Dave Sinardet

Le compromis à la belge. Brrrrr !

VENDREDI DERNIER, LES DÉS ÉTAIENT JETÉS. Après quatre années de crises et de « crisettes », après près de 500 jours de négociations, un accord sur la sixième réforme de l’Etat a vu le jour ! Au moment même où le pays s’était résigné à l’idée de ne peut-être plus jamais connaître un gouvernement de plein exercice. Or les accords communautaires sont tombés les uns après les autres. Irréel, tout ça.

Mais des discussions sans fin se profilent déjà sur le contenu de tous ces accords. Ainsi pour le dernier en date, celui des élections simultanées. Un compromis réfléchi, certes, mais surtout alambiqué, dont seuls les politologues et de fervents amateurs tirent quelque plaisir. Une tentative pour marier l’eau et le feu, prête à répandre le brouillard. Bref, l’essence même du compromis – horresco referens – à la belge. Brrrrr !

En fait, le compromis sur les élections simultanées est plutôt flamand que belge. Ou, plus exactement, il implique surtout deux partis flamands : le SP.A, qui a remué ciel et terre pour forcer un compromis, et le CD&V qui s’est démené pour qu’il n’en soit rien. Tous les autres partis y étaient favorables, mais sans se donner à fond. Seul Ecolo a fortement insisté, mais moins que le SP.A.
Le fait qu’il s’agisse essentiellement d’une bataille entre Flamands est démontré par un projet de compromis antérieur de Di Rupo. Les Flamands auraient été autorisés à résoudre la question entre eux. Ce projet prévoyait de décider dès maintenant que les élections européennes et fédérales auraient toujours lieu simultanément, même après 2014, mais que les Régions seraient compétentes pour organiser leurs élections à une autre date. La Flandre serait ainsi maîtresse chez elle, avec, en prime, une autonomie plus large, non réclamée.

Mais le CD&V ne l’a pas entendu de cette oreille. Le parti social-chrétien sait très bien qu’aujourd’hui son opposition aux élections simultanées ne recueille pas une majorité des deux tiers au parlement flamand. Subitement, cette nouvelle autonomie flamande n’avait plus d’attrait. Le CD&V étant aussi conscient qu’une majorité spéciale n’existe pas non plus pour consacrer la simultanéité définitive des élections fédérales et européennes, les négociateurs ont également décidé de soumettre le moment de ces scrutins à un vote, à tenir après 2014. Et de ne donner la liberté de choisir qu’après ce vote aux Régions elles aussi.

Ainsi le SP.A et le CD&V se tiennent-ils mutuellement sous leur férule, par un compromis à la belge, dont personne ne comprend le sens mais qui leur permet de crier victoire tous les deux.
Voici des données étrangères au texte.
//! `fetchmon get`: download one or more URLs.
//!
//! Every URL is enrolled with a coordinator built from the configuration file
//! and the command-line overrides, then requested in argument order. Requests
//! beyond `--max-active` wait in the queue. Ctrl-C stops every active download
//! and keeps the partial files, so running the same command again resumes.

use std::collections::HashMap;
use std::path::{Path, PathBuf};
use std::sync::atomic::{AtomicBool, Ordering};
use std::sync::Arc;
use std::time::Duration;

use clap::Args;
use indicatif::{MultiProgress, ProgressBar, ProgressDrawTarget, ProgressStyle};
use parking_lot::Mutex;
use tracing::{info, warn};

use fetchmon::config::{ConfigFile, CoordinatorConfig};
use fetchmon::download::{
    DownloadCoordinator, DownloadEvent, DownloadId, DownloadObserver, DownloadSnapshot,
    DownloadTask, Status, TracingObserver,
};

use super::common::{format_size, ExistsArg};
use crate::error::CliError;

/// How often the command checks whether everything has settled.
const POLL_INTERVAL: Duration = Duration::from_millis(100);

/// How long running transfers get to wind down on exit.
const SHUTDOWN_TIMEOUT: Duration = Duration::from_secs(10);

const BAR_TEMPLATE: &str =
    "{msg:32!} [{bar:30.cyan/blue}] {bytes}/{total_bytes} {bytes_per_sec} {eta}";
const SPINNER_TEMPLATE: &str = "{spinner} {msg:32!} {bytes} {bytes_per_sec}";

/// Arguments of `fetchmon get`.
#[derive(Debug, Args)]
pub struct GetArgs {
    /// URLs to download
    #[arg(required = true)]
    pub urls: Vec<String>,

    /// Directory to save into (defaults to downloads.directory)
    #[arg(short, long)]
    pub dir: Option<PathBuf>,

    /// Maximum number of simultaneous downloads
    #[arg(short = 'j', long)]
    pub max_active: Option<usize>,

    /// Bytes fetched per chunk
    #[arg(long)]
    pub chunk_size: Option<usize>,

    /// What to do when a destination file already exists
    #[arg(long, value_enum)]
    pub exists_policy: Option<ExistsArg>,

    /// HTTP timeout in seconds
    #[arg(long)]
    pub timeout: Option<u64>,

    /// Print final download states as JSON instead of a summary
    #[arg(long)]
    pub json: bool,

    /// Hide progress bars
    #[arg(short, long)]
    pub quiet: bool,
}

impl GetArgs {
    /// Layer the command-line overrides on top of the file settings.
    pub fn coordinator_config(&self, file: &ConfigFile) -> CoordinatorConfig {
        let mut config = file.to_coordinator_config();
        if let Some(dir) = &self.dir {
            config = config.with_download_dir(dir);
        }
        if let Some(max) = self.max_active {
            config = config.with_max_active(max);
        }
        if let Some(bytes) = self.chunk_size {
            config = config.with_chunk_size(bytes);
        }
        if let Some(policy) = self.exists_policy {
            config = config.with_exists_policy(policy.into());
        }
        if let Some(secs) = self.timeout {
            config = config.with_timeout(Duration::from_secs(secs));
        }
        config
    }
}

/// Run `fetchmon get`.
pub fn run(args: GetArgs, config_path: &Path) -> Result<(), CliError> {
    let file = ConfigFile::load(config_path)?;
    let coordinator = DownloadCoordinator::new(args.coordinator_config(&file));
    info!(
        dir = %coordinator.config().download_dir.display(),
        max_active = coordinator.max_active(),
        "Starting downloads"
    );

    let hidden = args.json || args.quiet;
    let display = ProgressDisplay::new(hidden);
    coordinator.add_observer(display.clone());
    if hidden {
        coordinator.add_observer(Arc::new(TracingObserver));
    }

    let mut tasks = Vec::with_capacity(args.urls.len());
    let mut rejected = 0;
    for url in &args.urls {
        match coordinator.add_url(url) {
            Ok(task) => tasks.push(task),
            Err(e) => {
                warn!(url = %url, error = %e, "Skipping download");
                display.println(format!("Skipping {}: {}", url, e));
                rejected += 1;
            }
        }
    }

    // Set up signal handler for graceful shutdown
    let interrupted = Arc::new(AtomicBool::new(false));
    let flag = interrupted.clone();
    ctrlc::set_handler(move || {
        flag.store(true, Ordering::SeqCst);
    })
    .map_err(|e| CliError::Config(format!("Failed to set signal handler: {}", e)))?;

    for task in &tasks {
        task.download();
    }

    while !interrupted.load(Ordering::SeqCst) && !all_settled(&tasks) {
        std::thread::sleep(POLL_INTERVAL);
    }

    let was_interrupted = interrupted.load(Ordering::SeqCst);
    if was_interrupted {
        info!("Interrupted, stopping active downloads");
    }
    if !coordinator.shutdown(SHUTDOWN_TIMEOUT) {
        warn!("Some downloads did not stop within {:?}", SHUTDOWN_TIMEOUT);
    }
    display.clear();

    if args.json {
        print_json(&coordinator.snapshots())?;
    } else {
        print_summary(&tasks);
    }

    if was_interrupted {
        return Err(CliError::Interrupted);
    }
    let failed = rejected
        + tasks
            .iter()
            .filter(|t| t.status() != Status::Completed)
            .count();
    if failed > 0 {
        return Err(CliError::Incomplete {
            failed,
            total: args.urls.len(),
        });
    }
    Ok(())
}

/// True once no download is running or waiting for a slot.
fn all_settled(tasks: &[Arc<DownloadTask>]) -> bool {
    tasks
        .iter()
        .all(|t| matches!(t.status(), Status::Completed | Status::Error(_)))
}

fn print_json(snapshots: &[DownloadSnapshot]) -> Result<(), CliError> {
    let json =
        serde_json::to_string_pretty(snapshots).map_err(|e| CliError::Output(e.to_string()))?;
    println!("{}", json);
    Ok(())
}

fn print_summary(tasks: &[Arc<DownloadTask>]) {
    for task in tasks {
        let status = task.status();
        let label = match &status {
            Status::Completed => "done".to_string(),
            Status::Error(_) => "failed".to_string(),
            other => other.to_string(),
        };
        let size = match task.total() {
            Some(total) => format!(
                "{}/{}",
                format_size(task.downloaded()),
                format_size(total)
            ),
            None => format_size(task.downloaded()),
        };
        println!(
            "{:<9} {:>22}  {}",
            label,
            size,
            task.destination().display()
        );
        if let Some(message) = status.error_message() {
            println!("          {}", message);
        }
    }
}

// ============================================================================
// Progress display
// ============================================================================

/// One progress bar per download, driven by coordinator events.
struct ProgressDisplay {
    multi: MultiProgress,
    bars: Mutex<HashMap<DownloadId, ProgressBar>>,
}

impl ProgressDisplay {
    fn new(hidden: bool) -> Arc<Self> {
        let multi = if hidden {
            MultiProgress::with_draw_target(ProgressDrawTarget::hidden())
        } else {
            MultiProgress::new()
        };
        Arc::new(Self {
            multi,
            bars: Mutex::new(HashMap::new()),
        })
    }

    fn println(&self, line: String) {
        if self.multi.is_hidden() {
            eprintln!("{}", line);
        } else {
            let _ = self.multi.println(line);
        }
    }

    fn clear(&self) {
        let _ = self.multi.clear();
    }

    fn bar_style(known_total: bool) -> ProgressStyle {
        let template = if known_total {
            BAR_TEMPLATE
        } else {
            SPINNER_TEMPLATE
        };
        ProgressStyle::with_template(template)
            .map(|style| style.progress_chars("=> "))
            .unwrap_or_else(|_| ProgressStyle::default_bar())
    }
}

fn label(task: &DownloadTask) -> String {
    task.destination()
        .file_name()
        .map(|name| name.to_string_lossy().into_owned())
        .unwrap_or_else(|| task.id().to_string())
}

impl DownloadObserver for ProgressDisplay {
    fn on_event(&self, event: &DownloadEvent<'_>) {
        let task = event.task();
        let mut bars = self.bars.lock();
        let bar = bars.entry(task.id()).or_insert_with(|| {
            let bar = self.multi.add(ProgressBar::new(0));
            bar.set_style(Self::bar_style(false));
            bar.set_message(label(task));
            bar
        });

        match event {
            DownloadEvent::Progress { .. } => {
                if let Some(total) = task.total() {
                    if bar.length() != Some(total) {
                        bar.set_style(Self::bar_style(true));
                        bar.set_length(total);
                    }
                }
                bar.set_position(task.downloaded());
            }
            DownloadEvent::StatusChanged { status, .. } => match status {
                Status::Completed => bar.finish_with_message(format!("{} done", label(task))),
                Status::Error(message) => {
                    bar.abandon_with_message(format!("{} failed: {}", label(task), message))
                }
                other => bar.set_message(format!("{} [{}]", label(task), other)),
            },
        }
    }
}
Conclusion : les compromis à la belge constituent le ciment idéal entre les Flamands.

Ironie du sort : la scission de BHV – un compromis de fait, celui-ci, entre Flamands et francophones, surtout entre le CD&V et le MR – est finalement beaucoup plus pur et, donc, moins belge que le compromis « flamand » portant sur les élections simultanées. Ce dernier fait penser à un autre accord politique que le CD&V et le SP.A, au pouvoir en Flandre avec la N-VA, ont signé : la liaison Oosterweel, à Anvers. Tellement entortillé qu’après un an (presque) rien n’en a été réalisé et que le risque augmente chaque jour qu’il restera lettre morte.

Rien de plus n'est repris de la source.